Common engineering models to describe mass transfer were all developed in an era where chemical reactors could not efficiently harness the power of torsion, turbulence, and gravity as we can today. Unsurprisingly, these predictions thus fail to describe gas-liquid mass transfer coefficients in a modern spinning disc reactor by several orders of magnitude. Only by Direct Numerical Simulation (DNS) of the turbulent flow field around a bubble in a rotor-stator flow were we able to get information on the mechanism behind this large increase in mass transfer.
A typical example of such a simulation is given below and a high quality video can be found here. In this simulation, our point of reference is fixed to the bubble so we find a moving wall at the bottom of the simulation moving with half the disc speed in one direction, while at the top, the wall is moving with half the velocity in the other direction. The colour-coding corresponds to the component of velocity of the fluid parallel to the motion of the disc.
Closer inspection of this turbulent flow field revealed that the liquid approaching the bubble, close to the upper and lower bounding walls is squeezed into the narrow film layer between the bubble and the walls. As this liquid is squeezed inside this film, the component of vorticity perpendicular to this direction is increased due to vortex stretching. This increases the turbulence intensity in the thin liquid film, which subsequently increases the turbulent dispersion rate of chemical species diffusing from the gas into the liquid. In fact, with the so obtained turbulence dispersion coefficients, we were finally able to explain values for kGLaGL of the correct order of magnitude as experimentally observed.

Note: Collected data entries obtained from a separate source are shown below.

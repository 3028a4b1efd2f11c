//! # Function-backed unit (`UnitFn`)
//!
//! [`UnitFn`] wraps a closure `F: FnMut() -> Result<Progress, RuntimeError>` as the
//! unit's `repeat()` hook; the other hooks are no-ops. Shared state the closure
//! needs goes through explicit `Arc<...>` captures.
//!
//! ## Example
//! ```rust
//! use std::time::Duration;
//! use tickvisor::{Progress, UnitFn, UnitSpec};
//!
//! let spec = UnitSpec::new("ticker", Duration::from_millis(50), || {
//!     let mut ticks = 0u64;
//!     Ok(UnitFn::boxed(move || {
//!         ticks += 1;
//!         Ok(Progress::Continue)
//!     }))
//! });
//! assert_eq!(spec.name(), "ticker");
//! ```

use crate::error::RuntimeError;
use crate::units::{Progress, TaskUnit};

/// Closure-backed task unit.
pub struct UnitFn<F> {
    f: F,
}

impl<F> UnitFn<F>
where
    F: FnMut() -> Result<Progress, RuntimeError> + Send + 'static,
{
    /// Wraps `f` as a unit.
    pub fn new(f: F) -> Self {
        Self { f }
    }

    /// Wraps `f` and boxes it, ready to be returned from a unit factory.
    pub fn boxed(f: F) -> Box<dyn TaskUnit> {
        Box::new(Self::new(f))
    }
}

impl<F> TaskUnit for UnitFn<F>
where
    F: FnMut() -> Result<Progress, RuntimeError> + Send + 'static,
{
    fn repeat(&mut self) -> Result<Progress, RuntimeError> {
        (self.f)()
    }
}

impl<F> std::fmt::Debug for UnitFn<F> {
    fn fmt(&self, f: &mut std::fmt::Formatter<'_>) -> std::fmt::Result {
        f.debug_struct("UnitFn").finish_non_exhaustive()
    }
}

Now, to justify the seemingly silly introduction of the beginning of this post… When we carefully look at the waves that are visible on the bubble surface next to this film layer, we see that the nodal lines of maxima and minima of this wavy motion are all directed perpendicular to the rotational direction of the disc. This feature is directly explained by the vortex stretching mechanism that is behind the increase in gas-liquid mass transfer as described above. Not only did we explain the physical mechanism behind the increased gas-liquid mass transfer in a rotor-stator spinning disc reactor, we also learned a valuable lesson… the seeds for discovering a new physical mechanism are often staring us right in the face already, all we need to do is recognise them.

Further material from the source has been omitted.